(Working data Opens)

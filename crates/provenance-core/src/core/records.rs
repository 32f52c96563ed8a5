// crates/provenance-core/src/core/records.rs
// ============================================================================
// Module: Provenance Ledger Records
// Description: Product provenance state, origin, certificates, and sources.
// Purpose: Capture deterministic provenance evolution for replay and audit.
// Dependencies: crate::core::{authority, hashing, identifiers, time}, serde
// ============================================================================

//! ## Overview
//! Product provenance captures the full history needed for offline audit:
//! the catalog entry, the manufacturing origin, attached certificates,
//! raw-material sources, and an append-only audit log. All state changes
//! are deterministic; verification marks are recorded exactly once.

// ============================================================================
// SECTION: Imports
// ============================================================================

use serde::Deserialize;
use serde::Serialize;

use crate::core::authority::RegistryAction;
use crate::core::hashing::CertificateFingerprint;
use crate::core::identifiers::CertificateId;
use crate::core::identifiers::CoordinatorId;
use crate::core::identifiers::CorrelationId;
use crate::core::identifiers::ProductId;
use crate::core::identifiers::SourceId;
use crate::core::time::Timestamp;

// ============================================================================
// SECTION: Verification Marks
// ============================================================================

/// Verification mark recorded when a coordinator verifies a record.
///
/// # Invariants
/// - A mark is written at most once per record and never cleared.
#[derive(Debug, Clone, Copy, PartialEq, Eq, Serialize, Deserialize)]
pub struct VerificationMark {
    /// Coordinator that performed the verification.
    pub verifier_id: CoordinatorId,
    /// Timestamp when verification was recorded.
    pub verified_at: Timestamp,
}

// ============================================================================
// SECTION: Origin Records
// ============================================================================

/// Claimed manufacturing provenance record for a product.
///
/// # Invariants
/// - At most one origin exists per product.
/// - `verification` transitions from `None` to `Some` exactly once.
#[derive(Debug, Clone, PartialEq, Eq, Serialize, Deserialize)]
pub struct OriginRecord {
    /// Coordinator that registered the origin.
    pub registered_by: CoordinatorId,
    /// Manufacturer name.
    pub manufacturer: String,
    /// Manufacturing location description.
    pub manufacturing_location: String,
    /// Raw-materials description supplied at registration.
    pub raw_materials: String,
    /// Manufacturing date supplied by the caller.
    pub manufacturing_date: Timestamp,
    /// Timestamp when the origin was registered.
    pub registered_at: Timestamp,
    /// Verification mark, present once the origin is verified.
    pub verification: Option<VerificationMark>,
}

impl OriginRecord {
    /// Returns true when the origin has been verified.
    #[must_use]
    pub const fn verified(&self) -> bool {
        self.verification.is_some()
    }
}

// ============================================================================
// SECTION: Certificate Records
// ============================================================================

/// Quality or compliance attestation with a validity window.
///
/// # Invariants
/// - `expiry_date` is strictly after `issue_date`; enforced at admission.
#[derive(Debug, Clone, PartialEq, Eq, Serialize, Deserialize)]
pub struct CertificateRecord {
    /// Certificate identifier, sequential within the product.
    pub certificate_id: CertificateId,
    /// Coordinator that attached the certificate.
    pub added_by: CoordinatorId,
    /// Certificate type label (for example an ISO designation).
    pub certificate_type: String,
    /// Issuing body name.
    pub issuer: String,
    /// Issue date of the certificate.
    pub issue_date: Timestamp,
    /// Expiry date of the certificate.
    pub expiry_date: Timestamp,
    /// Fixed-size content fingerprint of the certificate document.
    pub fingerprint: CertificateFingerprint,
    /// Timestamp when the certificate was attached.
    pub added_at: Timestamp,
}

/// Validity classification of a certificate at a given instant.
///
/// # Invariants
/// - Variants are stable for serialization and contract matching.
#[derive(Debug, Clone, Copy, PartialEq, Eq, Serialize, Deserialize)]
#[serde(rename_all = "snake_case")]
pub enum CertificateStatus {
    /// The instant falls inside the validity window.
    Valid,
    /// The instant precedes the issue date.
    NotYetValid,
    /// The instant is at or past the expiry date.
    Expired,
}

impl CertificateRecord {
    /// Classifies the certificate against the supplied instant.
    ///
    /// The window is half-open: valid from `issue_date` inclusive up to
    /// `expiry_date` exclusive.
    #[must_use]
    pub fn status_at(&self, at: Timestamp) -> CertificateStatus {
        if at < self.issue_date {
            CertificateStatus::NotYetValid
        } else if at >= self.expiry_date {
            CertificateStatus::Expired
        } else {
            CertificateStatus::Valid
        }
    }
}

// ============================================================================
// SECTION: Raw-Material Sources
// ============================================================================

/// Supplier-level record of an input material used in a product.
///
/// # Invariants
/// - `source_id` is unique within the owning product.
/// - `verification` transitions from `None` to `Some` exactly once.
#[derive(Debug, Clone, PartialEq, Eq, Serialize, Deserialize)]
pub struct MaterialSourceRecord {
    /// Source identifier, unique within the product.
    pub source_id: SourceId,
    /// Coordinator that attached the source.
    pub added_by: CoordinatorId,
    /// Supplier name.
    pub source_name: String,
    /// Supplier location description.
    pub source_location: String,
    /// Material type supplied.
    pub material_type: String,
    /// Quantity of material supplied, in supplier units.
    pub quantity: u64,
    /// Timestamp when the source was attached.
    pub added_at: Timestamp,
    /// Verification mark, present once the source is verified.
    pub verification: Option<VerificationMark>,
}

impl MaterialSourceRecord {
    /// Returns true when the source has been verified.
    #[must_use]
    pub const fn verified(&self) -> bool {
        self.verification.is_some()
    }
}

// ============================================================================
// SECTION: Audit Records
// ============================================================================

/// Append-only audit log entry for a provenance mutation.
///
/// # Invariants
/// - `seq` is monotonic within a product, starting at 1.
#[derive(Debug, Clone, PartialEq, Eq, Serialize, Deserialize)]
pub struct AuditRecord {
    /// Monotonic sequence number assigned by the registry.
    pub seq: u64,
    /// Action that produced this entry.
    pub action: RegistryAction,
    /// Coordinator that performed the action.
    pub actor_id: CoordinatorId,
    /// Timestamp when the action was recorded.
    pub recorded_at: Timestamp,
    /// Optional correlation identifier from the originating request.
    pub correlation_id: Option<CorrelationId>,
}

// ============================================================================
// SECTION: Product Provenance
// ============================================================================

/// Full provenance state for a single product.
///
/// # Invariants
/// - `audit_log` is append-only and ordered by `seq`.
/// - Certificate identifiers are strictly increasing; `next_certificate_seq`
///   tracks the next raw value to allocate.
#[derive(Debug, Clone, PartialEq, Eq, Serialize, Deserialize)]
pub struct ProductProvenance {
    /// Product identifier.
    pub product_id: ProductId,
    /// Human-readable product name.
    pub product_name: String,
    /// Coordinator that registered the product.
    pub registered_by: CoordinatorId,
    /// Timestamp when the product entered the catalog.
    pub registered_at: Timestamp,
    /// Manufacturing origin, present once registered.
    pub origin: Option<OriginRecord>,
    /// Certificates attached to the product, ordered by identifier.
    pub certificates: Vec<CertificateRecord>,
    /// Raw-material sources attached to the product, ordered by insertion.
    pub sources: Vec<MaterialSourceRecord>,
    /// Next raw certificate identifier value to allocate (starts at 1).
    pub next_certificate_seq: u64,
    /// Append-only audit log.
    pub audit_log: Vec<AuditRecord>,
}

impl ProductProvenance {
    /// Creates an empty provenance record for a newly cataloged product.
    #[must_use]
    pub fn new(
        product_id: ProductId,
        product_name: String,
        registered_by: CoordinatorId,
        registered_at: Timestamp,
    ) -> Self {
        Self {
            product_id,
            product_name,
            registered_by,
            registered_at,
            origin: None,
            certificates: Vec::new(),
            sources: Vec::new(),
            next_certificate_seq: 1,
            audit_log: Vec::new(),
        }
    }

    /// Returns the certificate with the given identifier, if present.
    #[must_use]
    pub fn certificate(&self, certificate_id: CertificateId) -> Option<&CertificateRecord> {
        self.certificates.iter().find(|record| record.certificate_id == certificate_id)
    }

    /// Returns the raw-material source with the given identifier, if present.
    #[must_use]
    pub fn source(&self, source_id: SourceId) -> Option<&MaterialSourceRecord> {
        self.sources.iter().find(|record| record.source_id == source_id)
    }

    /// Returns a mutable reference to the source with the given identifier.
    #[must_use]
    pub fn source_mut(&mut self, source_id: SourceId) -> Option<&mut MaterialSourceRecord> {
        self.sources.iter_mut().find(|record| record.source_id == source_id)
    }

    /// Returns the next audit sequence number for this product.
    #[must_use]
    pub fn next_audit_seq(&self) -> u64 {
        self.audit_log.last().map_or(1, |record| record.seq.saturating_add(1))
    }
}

(Working data Closes)
(Working data Opens)

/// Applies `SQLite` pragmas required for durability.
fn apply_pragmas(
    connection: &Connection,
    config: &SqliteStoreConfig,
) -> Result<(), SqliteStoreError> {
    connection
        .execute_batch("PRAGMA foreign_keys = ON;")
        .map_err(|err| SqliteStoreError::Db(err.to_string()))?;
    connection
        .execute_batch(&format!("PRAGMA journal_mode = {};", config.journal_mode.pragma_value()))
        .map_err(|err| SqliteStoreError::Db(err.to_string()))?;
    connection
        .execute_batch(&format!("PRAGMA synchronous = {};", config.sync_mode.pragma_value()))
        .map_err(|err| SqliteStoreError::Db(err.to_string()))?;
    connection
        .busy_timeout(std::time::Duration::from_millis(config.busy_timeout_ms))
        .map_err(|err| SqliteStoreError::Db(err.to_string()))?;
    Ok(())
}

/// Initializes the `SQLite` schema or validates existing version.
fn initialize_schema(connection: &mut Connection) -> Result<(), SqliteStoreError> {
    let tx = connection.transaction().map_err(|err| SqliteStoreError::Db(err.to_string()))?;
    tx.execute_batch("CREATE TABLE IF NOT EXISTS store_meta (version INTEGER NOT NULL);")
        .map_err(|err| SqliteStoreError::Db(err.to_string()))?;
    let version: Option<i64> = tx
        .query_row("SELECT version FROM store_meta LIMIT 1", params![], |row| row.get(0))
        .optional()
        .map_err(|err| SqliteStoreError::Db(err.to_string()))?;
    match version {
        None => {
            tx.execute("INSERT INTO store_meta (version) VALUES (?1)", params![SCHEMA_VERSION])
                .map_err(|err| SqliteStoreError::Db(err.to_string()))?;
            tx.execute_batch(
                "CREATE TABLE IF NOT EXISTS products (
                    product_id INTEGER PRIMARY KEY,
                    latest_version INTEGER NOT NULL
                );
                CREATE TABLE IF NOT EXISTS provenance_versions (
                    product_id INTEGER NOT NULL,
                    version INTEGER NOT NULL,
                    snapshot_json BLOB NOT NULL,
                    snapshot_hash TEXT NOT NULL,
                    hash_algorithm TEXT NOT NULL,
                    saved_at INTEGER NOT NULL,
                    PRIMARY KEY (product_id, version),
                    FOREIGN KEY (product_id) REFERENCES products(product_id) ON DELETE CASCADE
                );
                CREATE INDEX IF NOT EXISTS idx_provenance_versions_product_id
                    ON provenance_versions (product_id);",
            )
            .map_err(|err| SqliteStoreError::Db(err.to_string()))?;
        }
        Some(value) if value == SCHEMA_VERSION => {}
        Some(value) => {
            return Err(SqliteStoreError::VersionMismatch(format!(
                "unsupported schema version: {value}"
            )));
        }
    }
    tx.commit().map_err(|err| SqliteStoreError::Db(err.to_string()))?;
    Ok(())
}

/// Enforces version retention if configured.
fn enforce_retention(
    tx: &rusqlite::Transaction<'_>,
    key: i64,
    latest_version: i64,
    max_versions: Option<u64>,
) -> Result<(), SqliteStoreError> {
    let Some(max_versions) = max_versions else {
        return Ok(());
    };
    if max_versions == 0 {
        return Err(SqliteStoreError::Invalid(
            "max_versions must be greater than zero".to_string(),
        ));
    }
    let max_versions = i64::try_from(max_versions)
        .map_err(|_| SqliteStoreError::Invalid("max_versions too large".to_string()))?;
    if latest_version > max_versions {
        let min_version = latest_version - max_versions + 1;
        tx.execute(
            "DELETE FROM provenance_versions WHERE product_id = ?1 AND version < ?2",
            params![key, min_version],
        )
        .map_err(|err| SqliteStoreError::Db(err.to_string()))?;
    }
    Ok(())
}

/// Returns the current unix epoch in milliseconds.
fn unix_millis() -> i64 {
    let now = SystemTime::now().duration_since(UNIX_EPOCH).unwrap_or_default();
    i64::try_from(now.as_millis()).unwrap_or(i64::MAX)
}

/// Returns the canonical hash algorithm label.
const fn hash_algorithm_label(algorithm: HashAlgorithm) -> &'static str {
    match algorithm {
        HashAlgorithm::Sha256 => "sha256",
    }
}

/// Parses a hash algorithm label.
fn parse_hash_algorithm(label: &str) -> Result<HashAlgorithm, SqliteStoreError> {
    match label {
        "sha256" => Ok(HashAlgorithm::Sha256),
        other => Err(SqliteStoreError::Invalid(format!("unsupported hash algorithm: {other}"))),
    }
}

(Working data Closes)
(Working data Opens)

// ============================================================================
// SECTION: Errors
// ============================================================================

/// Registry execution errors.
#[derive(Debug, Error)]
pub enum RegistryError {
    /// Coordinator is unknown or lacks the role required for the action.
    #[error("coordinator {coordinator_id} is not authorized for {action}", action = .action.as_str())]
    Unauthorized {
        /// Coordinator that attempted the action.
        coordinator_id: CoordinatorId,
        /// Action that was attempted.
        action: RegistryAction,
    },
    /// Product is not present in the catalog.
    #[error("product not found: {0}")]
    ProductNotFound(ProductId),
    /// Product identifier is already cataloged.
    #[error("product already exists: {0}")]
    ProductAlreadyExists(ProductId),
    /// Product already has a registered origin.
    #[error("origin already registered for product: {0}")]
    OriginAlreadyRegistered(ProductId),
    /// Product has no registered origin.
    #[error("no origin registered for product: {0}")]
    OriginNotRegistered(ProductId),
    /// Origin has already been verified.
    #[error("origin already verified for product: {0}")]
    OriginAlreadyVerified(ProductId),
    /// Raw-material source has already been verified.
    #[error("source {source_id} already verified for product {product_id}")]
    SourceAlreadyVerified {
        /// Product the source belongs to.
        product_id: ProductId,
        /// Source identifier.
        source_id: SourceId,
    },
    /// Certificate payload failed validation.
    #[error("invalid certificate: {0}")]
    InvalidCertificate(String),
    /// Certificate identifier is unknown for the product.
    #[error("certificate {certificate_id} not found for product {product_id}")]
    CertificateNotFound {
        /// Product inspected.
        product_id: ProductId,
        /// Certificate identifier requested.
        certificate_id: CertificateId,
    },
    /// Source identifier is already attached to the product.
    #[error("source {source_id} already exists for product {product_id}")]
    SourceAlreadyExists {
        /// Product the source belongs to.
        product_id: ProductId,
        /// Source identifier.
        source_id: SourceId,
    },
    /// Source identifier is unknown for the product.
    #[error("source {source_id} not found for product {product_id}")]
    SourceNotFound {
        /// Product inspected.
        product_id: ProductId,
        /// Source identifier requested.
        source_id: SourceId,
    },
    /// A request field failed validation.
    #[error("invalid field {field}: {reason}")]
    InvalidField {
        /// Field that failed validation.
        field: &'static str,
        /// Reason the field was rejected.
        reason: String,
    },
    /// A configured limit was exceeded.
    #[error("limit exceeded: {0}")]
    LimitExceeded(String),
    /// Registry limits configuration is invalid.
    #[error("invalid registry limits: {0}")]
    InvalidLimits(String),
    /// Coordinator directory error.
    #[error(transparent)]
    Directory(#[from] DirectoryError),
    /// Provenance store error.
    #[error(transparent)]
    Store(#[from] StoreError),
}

(Working data Closes)

- [Task brief] Extract the lines of the preceding material that run from the line with "filename crates/provenance-core/src/core/records.rs" through the line with "Provenance Ledger Records", inclusive, reproducing them exactly and adding nothing.

- [Exercise result]
filename crates/provenance-core/src/core/records.rs
repository 32f52c96563ed8a5
// crates/provenance-core/src/core/records.rs
// ============================================================================
// Module: Provenance Ledger Records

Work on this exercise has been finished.